Текст книги "АЛЛЕГРО VIDEO. Субъективная история кино"
Автор книги: Петр Шепотинник
Жанр: Кинематограф и театр, Искусство
Возрастные ограничения: +12
сообщить о неприемлемом содержимом
Текущая страница: 4 (всего у книги 29 страниц) [доступный отрывок для чтения: 10 страниц]
– Задам вам традиционный вопрос – вы остаетесь кинорежиссером круглые сутки или способны об этом забыть?
– Я не знаю, правильно ли я сейчас отвечу, но попробую сформулировать, чуть уйдя в сторону. Я считаю, что очень важно, чтобы твои ценности в кинематографе и твои ценности в жизни более или менее совпадали. Важно воспринимать мир своих фильмов не как нечто абстрактное, а как то, что напрямую связано с твоей личностью и твоим образом жизни. Здесь «сознавать» – ключевое слово.
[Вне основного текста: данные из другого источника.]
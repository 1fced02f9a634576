//! Identifier-only cursor.

use super::{key_to_id, Seekable};
use crate::error::CoreResult;
use crate::id::SEEK_SEPARATOR;
use reldb_storage::{KeyValue, RawCursor};

/// Walks identifiers without decoding values.
///
/// Over the entries bucket every key is an entry identifier. Over a
/// relationship bucket keys are seek identifiers (`relationship::entry`); the
/// cursor is then scoped to one relationship identifier and yields only the
/// entry half. Relationship identifiers must not contain the separator.
pub struct IdCursor<'t> {
    raw: Box<dyn RawCursor + 't>,
    prefix: Vec<u8>,
}

impl<'t> IdCursor<'t> {
    /// Cursor over every key of a bucket.
    pub(crate) fn unscoped(raw: Box<dyn RawCursor + 't>) -> Self {
        Self {
            raw,
            prefix: Vec::new(),
        }
    }

    /// Cursor over the entries related to `relationship_id`.
    pub(crate) fn scoped(raw: Box<dyn RawCursor + 't>, relationship_id: &str) -> Self {
        let mut prefix = Vec::with_capacity(relationship_id.len() + SEEK_SEPARATOR.len());
        prefix.extend_from_slice(relationship_id.as_bytes());
        prefix.extend_from_slice(SEEK_SEPARATOR.as_bytes());
        Self { raw, prefix }
    }

    fn key_for(&self, id: &str) -> Vec<u8> {
        let mut key = Vec::with_capacity(self.prefix.len() + id.len());
        key.extend_from_slice(&self.prefix);
        key.extend_from_slice(id.as_bytes());
        key
    }

    fn resolve(&self, kv: Option<KeyValue>) -> CoreResult<Option<String>> {
        match kv {
            Some((key, _)) if key.starts_with(&self.prefix) => {
                key_to_id(&key[self.prefix.len()..]).map(Some)
            }
            _ => Ok(None),
        }
    }
}

impl Seekable for IdCursor<'_> {
    type Item = String;

    fn id_of(item: &String) -> &str {
        item
    }

    fn first(&mut self) -> CoreResult<Option<String>> {
        let kv = if self.prefix.is_empty() {
            self.raw.first()?
        } else {
            self.raw.seek(&self.prefix)?
        };
        self.resolve(kv)
    }

    fn last(&mut self) -> CoreResult<Option<String>> {
        let kv = if self.prefix.is_empty() {
            self.raw.last()?
        } else {
            // 0xFF never occurs in UTF-8, so this sorts after every entry.
            let mut upper = self.prefix.clone();
            upper.push(0xFF);
            self.raw.seek_reverse(&upper)?
        };
        self.resolve(kv)
    }

    fn next(&mut self) -> CoreResult<Option<String>> {
        let kv = self.raw.next()?;
        self.resolve(kv)
    }

    fn prev(&mut self) -> CoreResult<Option<String>> {
        let kv = self.raw.prev()?;
        self.resolve(kv)
    }

    fn seek(&mut self, id: &str) -> CoreResult<Option<String>> {
        let key = self.key_for(id);
        let kv = self.raw.seek(&key)?;
        self.resolve(kv)
    }

    fn seek_reverse(&mut self, id: &str) -> CoreResult<Option<String>> {
        let key = self.key_for(id);
        let kv = self.raw.seek_reverse(&key)?;
        self.resolve(kv)
    }
}

#[cfg(test)]
mod tests {
    use super::*;
    use crate::cursor::seek;
    use crate::id::join_seek_id;
    use reldb_storage::{Backend, MemoryBackend};

    fn backend() -> MemoryBackend {
        let backend = MemoryBackend::new();
        let mut txn = backend.begin(true).unwrap();
        for (rel, entry) in [("u1", "00000001"), ("u1", "00000004"), ("u2", "00000002"), ("u3", "00000003")] {
            txn.put(b"rel:users", join_seek_id(rel, entry).as_bytes(), b"")
                .unwrap();
        }
        txn.commit().unwrap();
        backend
    }

    fn collect(cursor: &mut IdCursor<'_>, reverse: bool) -> Vec<String> {
        let mut ids = Vec::new();
        let mut last: Option<String> = None;
        while let Some(id) = seek(cursor, last.as_deref(), reverse).unwrap() {
            ids.push(id.clone());
            last = Some(id);
        }
        ids
    }

    #[test]
    fn scoped_cursor_stays_within_relationship() {
        let backend = backend();
        let txn = backend.begin(false).unwrap();

        let mut cursor = IdCursor::scoped(txn.cursor(b"rel:users").unwrap(), "u1");
        assert_eq!(collect(&mut cursor, false), vec!["00000001", "00000004"]);
        assert_eq!(collect(&mut cursor, true), vec!["00000004", "00000001"]);

        let mut cursor = IdCursor::scoped(txn.cursor(b"rel:users").unwrap(), "u2");
        assert_eq!(cursor.last().unwrap().as_deref(), Some("00000002"));
        assert_eq!(cursor.next().unwrap(), None);
    }

    #[test]
    fn scoped_cursor_for_unknown_relationship_is_empty() {
        let backend = backend();
        let txn = backend.begin(false).unwrap();

        let mut cursor = IdCursor::scoped(txn.cursor(b"rel:users").unwrap(), "u9");
        assert_eq!(cursor.first().unwrap(), None);
        assert_eq!(cursor.last().unwrap(), None);
    }

    #[test]
    fn unscoped_cursor_yields_whole_keys() {
        let backend = backend();
        let txn = backend.begin(false).unwrap();

        let mut cursor = IdCursor::unscoped(txn.cursor(b"rel:users").unwrap());
        assert_eq!(cursor.first().unwrap().as_deref(), Some("u1::00000001"));
        assert_eq!(collect(&mut cursor, false).len(), 4);
    }
}
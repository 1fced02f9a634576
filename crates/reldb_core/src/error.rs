//! Error types for RelDB core.

use thiserror::Error;

/// Result type for core operations.
pub type CoreResult<T> = Result<T, CoreError>;

/// Errors that can occur in RelDB core operations.
///
/// `CoreError` is `Clone`: a single batch failure is reported to every call
/// that shared the failed transaction.
#[derive(Debug, Clone, Error)]
pub enum CoreError {
    /// Storage backend error.
    #[error("storage error: {0}")]
    Storage(reldb_storage::StorageError),

    /// Value codec error.
    #[error("codec error: {0}")]
    Codec(#[from] reldb_codec::CodecError),

    /// The configuration has no encoder.
    #[error("invalid encoder, cannot be empty")]
    EmptyEncoder,

    /// The stored element type does not match the store's element type.
    #[error("invalid type: store holds {stored}, opened as {requested}")]
    InvalidType {
        /// Type name recorded in the store.
        stored: String,
        /// Type name the store was opened with.
        requested: String,
    },

    /// A sequence number was requested from the no-op block writer.
    #[error("invalid block writer: block logging is disabled")]
    InvalidBlockWriter,

    /// The store is closed.
    #[error("store is closed")]
    Closed,

    /// The call succeeded, but the batch it ran in was aborted by a sibling.
    #[error("error occurred within batch, but not within this request: {cause}")]
    BatchAborted {
        /// The sibling failure that aborted the batch.
        cause: Box<CoreError>,
    },

    /// A call panicked while running inside a transaction.
    #[error("internal fault: {message}")]
    InternalFault {
        /// Panic payload, when it was a string.
        message: String,
    },

    /// An identifier is not a zero-padded decimal index.
    #[error("invalid identifier {id:?}: {reason}")]
    InvalidId {
        /// The identifier as supplied, including leading zeros.
        id: String,
        /// Why parsing failed.
        reason: String,
    },

    /// No entry exists under the identifier.
    #[error("entry not found: {id}")]
    EntryNotFound {
        /// The identifier that was looked up.
        id: String,
    },

    /// The relationship key was not declared when the store was opened.
    #[error("relationship not found: {key}")]
    RelationshipNotFound {
        /// The undeclared relationship key.
        key: String,
    },

    /// A relationship identifier would collide with the seek-id separator.
    #[error("invalid relationship id {id:?} under {key}: must not contain \"::\" or end with ':'")]
    InvalidRelationshipId {
        /// Relationship key the identifier was declared under.
        key: String,
        /// The rejected identifier.
        id: String,
    },

    /// A call asked for its transaction to be rolled back.
    #[error("transaction aborted: {reason}")]
    Aborted {
        /// Reason for abort.
        reason: String,
    },

    /// A block key or value does not fit the block frame's 32-bit length.
    #[error("block {part} of {len} bytes exceeds the frame limit")]
    BlockTooLarge {
        /// `"key"` or `"value"`.
        part: &'static str,
        /// Length of the oversized part.
        len: usize,
    },

    /// Stored data or the block log is corrupted.
    #[error("corruption: {message}")]
    Corruption {
        /// Description of the corruption.
        message: String,
    },
}

impl From<reldb_storage::StorageError> for CoreError {
    fn from(err: reldb_storage::StorageError) -> Self {
        if err.is_closed() {
            Self::Closed
        } else {
            Self::Storage(err)
        }
    }
}

impl CoreError {
    /// Creates a transaction aborted error.
    pub fn aborted(reason: impl Into<String>) -> Self {
        Self::Aborted {
            reason: reason.into(),
        }
    }

    /// Wraps the error that aborted a batch for a call that succeeded in it.
    pub fn batch_aborted(cause: CoreError) -> Self {
        Self::BatchAborted {
            cause: Box::new(cause),
        }
    }

    /// Creates an internal fault error.
    pub fn internal_fault(message: impl Into<String>) -> Self {
        Self::InternalFault {
            message: message.into(),
        }
    }

    /// Creates an invalid identifier error.
    pub fn invalid_id(id: impl Into<String>, reason: impl Into<String>) -> Self {
        Self::InvalidId {
            id: id.into(),
            reason: reason.into(),
        }
    }

    /// Creates an entry not found error.
    pub fn entry_not_found(id: impl Into<String>) -> Self {
        Self::EntryNotFound { id: id.into() }
    }

    /// Creates a relationship not found error.
    pub fn relationship_not_found(key: impl Into<String>) -> Self {
        Self::RelationshipNotFound { key: key.into() }
    }

    /// Creates a corruption error.
    pub fn corruption(message: impl Into<String>) -> Self {
        Self::Corruption {
            message: message.into(),
        }
    }

    /// Returns true if this error reports a closed store.
    #[must_use]
    pub fn is_closed(&self) -> bool {
        matches!(self, Self::Closed)
    }
}
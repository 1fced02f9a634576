//! Property-based test generators using proptest.
//!
//! Provides strategies for generating random test data
//! that maintains required invariants.

use crate::fixtures::Note;
use proptest::prelude::*;

/// Strategy for relationship identifiers.
///
/// Always accepted by [`reldb_core::is_valid_relationship_id`], so records
/// built from it can be written and joining then splitting a seek
/// identifier is lossless.
pub fn relationship_id_strategy() -> impl Strategy<Value = String> {
    prop::string::string_regex("[a-z0-9-]{1,8}(:[a-z0-9-]{1,8})?").expect("Invalid regex")
}

/// Strategy for the entry half of a seek identifier.
pub fn entry_id_strategy() -> impl Strategy<Value = String> {
    prop::string::string_regex("(:?[a-z0-9]{1,8}){0,3}").expect("Invalid regex")
}

/// Strategy for zero-padded identifiers with their index.
pub fn padded_id_strategy() -> impl Strategy<Value = (u64, usize, String)> {
    (any::<u64>(), 1usize..24).prop_map(|(index, length)| {
        (index, length, reldb_core::format_id(index, length))
    })
}

/// Strategy for a note owned by one of `users` users, with up to two tags.
pub fn note_strategy(users: usize) -> impl Strategy<Value = Note> {
    let users = users.max(1);
    (
        0..users,
        prop::collection::btree_set(prop::sample::select(vec!["red", "green", "blue"]), 0..=2),
        "[a-z ]{0,16}",
    )
        .prop_map(|(user, tags, text)| {
            tags.into_iter().fold(Note::new(format!("user-{user}"), text), |note, tag| {
                note.tagged(tag)
            })
        })
}

/// Strategy for batch outcome plans: `true` marks a call that fails.
pub fn batch_plan_strategy(max_calls: usize) -> impl Strategy<Value = Vec<bool>> {
    prop::collection::vec(prop::bool::weighted(0.2), 1..=max_calls.max(1))
}
//! File-based log sink for persistent block logs.

use crate::error::{StorageError, StorageResult};
use crate::log::LogBackend;
use fs2::FileExt;
use std::fs::{self, File, OpenOptions};
use std::io::{self, Read, Seek, SeekFrom, Write};
use std::path::{Path, PathBuf};

/// A file-based log sink.
///
/// The file is locked exclusively for as long as the `FileLog` is alive, so
/// two processes can never append to the same block log.
///
/// # Example
///
/// ```no_run
/// use reldb_storage::{FileLog, LogBackend};
/// use std::path::Path;
///
/// let mut log = FileLog::open(Path::new("store.blocks")).unwrap();
/// log.append(b"block").unwrap();
/// log.flush().unwrap();
/// ```
#[derive(Debug)]
pub struct FileLog {
    path: PathBuf,
    file: File,
    len: u64,
}

impl FileLog {
    /// Opens or creates a log file at the given path.
    ///
    /// # Errors
    ///
    /// Returns `StorageError::Locked` if another handle holds the file, or an
    /// I/O error if it cannot be opened.
    pub fn open(path: &Path) -> StorageResult<Self> {
        let file = OpenOptions::new()
            .read(true)
            .append(true)
            .create(true)
            .open(path)?;

        file.try_lock_exclusive()
            .map_err(|_| StorageError::Locked(path.to_path_buf()))?;

        let len = file.metadata()?.len();
        Ok(Self {
            path: path.to_path_buf(),
            file,
            len,
        })
    }

    /// Like [`FileLog::open`], creating missing parent directories first.
    ///
    /// # Errors
    ///
    /// Returns an error if directories cannot be created or the file cannot
    /// be opened.
    pub fn open_with_create_dirs(path: &Path) -> StorageResult<Self> {
        if let Some(parent) = path.parent() {
            fs::create_dir_all(parent)?;
        }
        Self::open(path)
    }

    /// Path of the log file.
    #[must_use]
    pub fn path(&self) -> &Path {
        &self.path
    }
}

impl LogBackend for FileLog {
    fn read_at(&self, offset: u64, len: usize) -> StorageResult<Vec<u8>> {
        let in_bounds = offset
            .checked_add(len as u64)
            .is_some_and(|end| end <= self.len);
        if !in_bounds {
            return Err(StorageError::ReadPastEnd {
                offset,
                len,
                size: self.len,
            });
        }

        let mut buffer = vec![0u8; len];
        if len > 0 {
            let mut reader = &self.file;
            reader.seek(SeekFrom::Start(offset))?;
            reader.read_exact(&mut buffer)?;
        }
        Ok(buffer)
    }

    fn append(&mut self, data: &[u8]) -> StorageResult<u64> {
        let offset = self.len;
        self.file.write_all(data)?;
        self.len += data.len() as u64;
        Ok(offset)
    }

    fn flush(&mut self) -> StorageResult<()> {
        self.file.flush()?;
        self.file.sync_data()?;
        Ok(())
    }

    fn size(&self) -> StorageResult<u64> {
        Ok(self.len)
    }

    fn truncate(&mut self, new_size: u64) -> StorageResult<()> {
        if new_size > self.len {
            return Err(io::Error::new(
                io::ErrorKind::InvalidInput,
                format!("cannot truncate to {new_size}, log holds {} bytes", self.len),
            )
            .into());
        }

        self.file.set_len(new_size)?;
        self.file.sync_all()?;
        self.len = new_size;
        Ok(())
    }
}
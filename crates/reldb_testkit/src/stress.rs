//! Concurrent batch stress helpers.

use crate::fixtures::Note;
use reldb_core::Store;
use std::sync::Arc;
use std::thread;
use std::time::{Duration, Instant};

/// Result of a stress run.
#[derive(Debug, Clone)]
pub struct StressTestResult {
    /// Total calls submitted.
    pub total_ops: usize,
    /// Calls that succeeded.
    pub successful_ops: usize,
    /// Calls that failed.
    pub failed_ops: usize,
    /// Total duration.
    pub duration: Duration,
    /// Calls per second.
    pub ops_per_second: f64,
}

impl StressTestResult {
    /// Creates a new result.
    pub fn new(successful: usize, failed: usize, duration: Duration) -> Self {
        let total = successful + failed;
        let ops_per_second = if duration.as_secs_f64() > 0.0 {
            total as f64 / duration.as_secs_f64()
        } else {
            0.0
        };

        Self {
            total_ops: total,
            successful_ops: successful,
            failed_ops: failed,
            duration,
            ops_per_second,
        }
    }

    /// Prints a summary of the run.
    pub fn print_summary(&self, name: &str) {
        println!("\n=== {name} ===");
        println!("Total calls: {}", self.total_ops);
        println!("Successful: {}", self.successful_ops);
        println!("Failed: {}", self.failed_ops);
        println!("Duration: {:?}", self.duration);
        println!("Throughput: {:.2} calls/sec", self.ops_per_second);
    }
}

/// Configuration for a stress run.
#[derive(Debug, Clone)]
pub struct StressConfig {
    /// Number of submitting threads.
    pub threads: usize,
    /// Calls submitted by each thread.
    pub calls_per_thread: usize,
    /// Every `fail_every`-th call of a thread fails; 0 disables failures.
    pub fail_every: usize,
}

impl Default for StressConfig {
    fn default() -> Self {
        Self {
            threads: 8,
            calls_per_thread: 100,
            fail_every: 0,
        }
    }
}

/// Inserts notes from many threads at once through the batcher.
///
/// Each thread submits all of its calls before waiting on any of them, so
/// calls from different threads share batches.
pub fn concurrent_inserts(store: Arc<Store<Note>>, config: &StressConfig) -> StressTestResult {
    let start = Instant::now();

    let workers: Vec<_> = (0..config.threads)
        .map(|t| {
            let store = Arc::clone(&store);
            let config = config.clone();
            thread::spawn(move || {
                let handles: Vec<_> = (0..config.calls_per_thread)
                    .map(|i| {
                        let fails = config.fail_every > 0 && (i + 1) % config.fail_every == 0;
                        let note = Note::new(format!("user-{t}"), format!("{t}-{i}"));
                        store.batch_async(move |txn| {
                            txn.new_entry(&mut note.clone())?;
                            if fails {
                                Err(reldb_core::CoreError::aborted("planned failure"))
                            } else {
                                Ok(())
                            }
                        })
                    })
                    .collect();

                handles
                    .into_iter()
                    .map(|h| h.wait().is_ok())
                    .fold((0usize, 0usize), |(ok, failed), success| {
                        if success {
                            (ok + 1, failed)
                        } else {
                            (ok, failed + 1)
                        }
                    })
            })
        })
        .collect();

    let (successful, failed) = workers
        .into_iter()
        .map(|w| w.join().expect("stress worker panicked"))
        .fold((0usize, 0usize), |(a, b), (ok, failed)| (a + ok, b + failed));

    StressTestResult::new(successful, failed, start.elapsed())
}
Очень важно именно сознавать, что, когда ты снимаешь фильмы и пишешь сценарии к своим фильмам, ты вдыхаешь в плоды своего воображения или в то, что ты создал, свою собственную жизнь. Это порождает очень странные и очень интересные деформации в твоем восприятии мира. Только когда я снимаю кино, я чувствую себя по-настоящему живым. Я чувствую, что мир, который я создаю, более реален, чем тот мир, в котором я на самом деле живу. Первый мир глубже, накал переживаний сильнее, когда я взаимодействую со своими партнерами по работе и с актерами, которые воплощают в жизнь мои фантазии и мои фобии. Он не идет в сравнение с тем будничным миром, в котором я просто живу, покупаю продукты и оплачиваю счета за электричество.
Вначале было слово?
«Non-Fiction». «Двойные жизни»
– Мы живем в эпоху визуальности, а ваш фильм…
– А мой фильм идет наперекор этому…
– Нет, просто ваш фильм – прежде всего об уходящей в прошлое эпохе книг, слов, литературы…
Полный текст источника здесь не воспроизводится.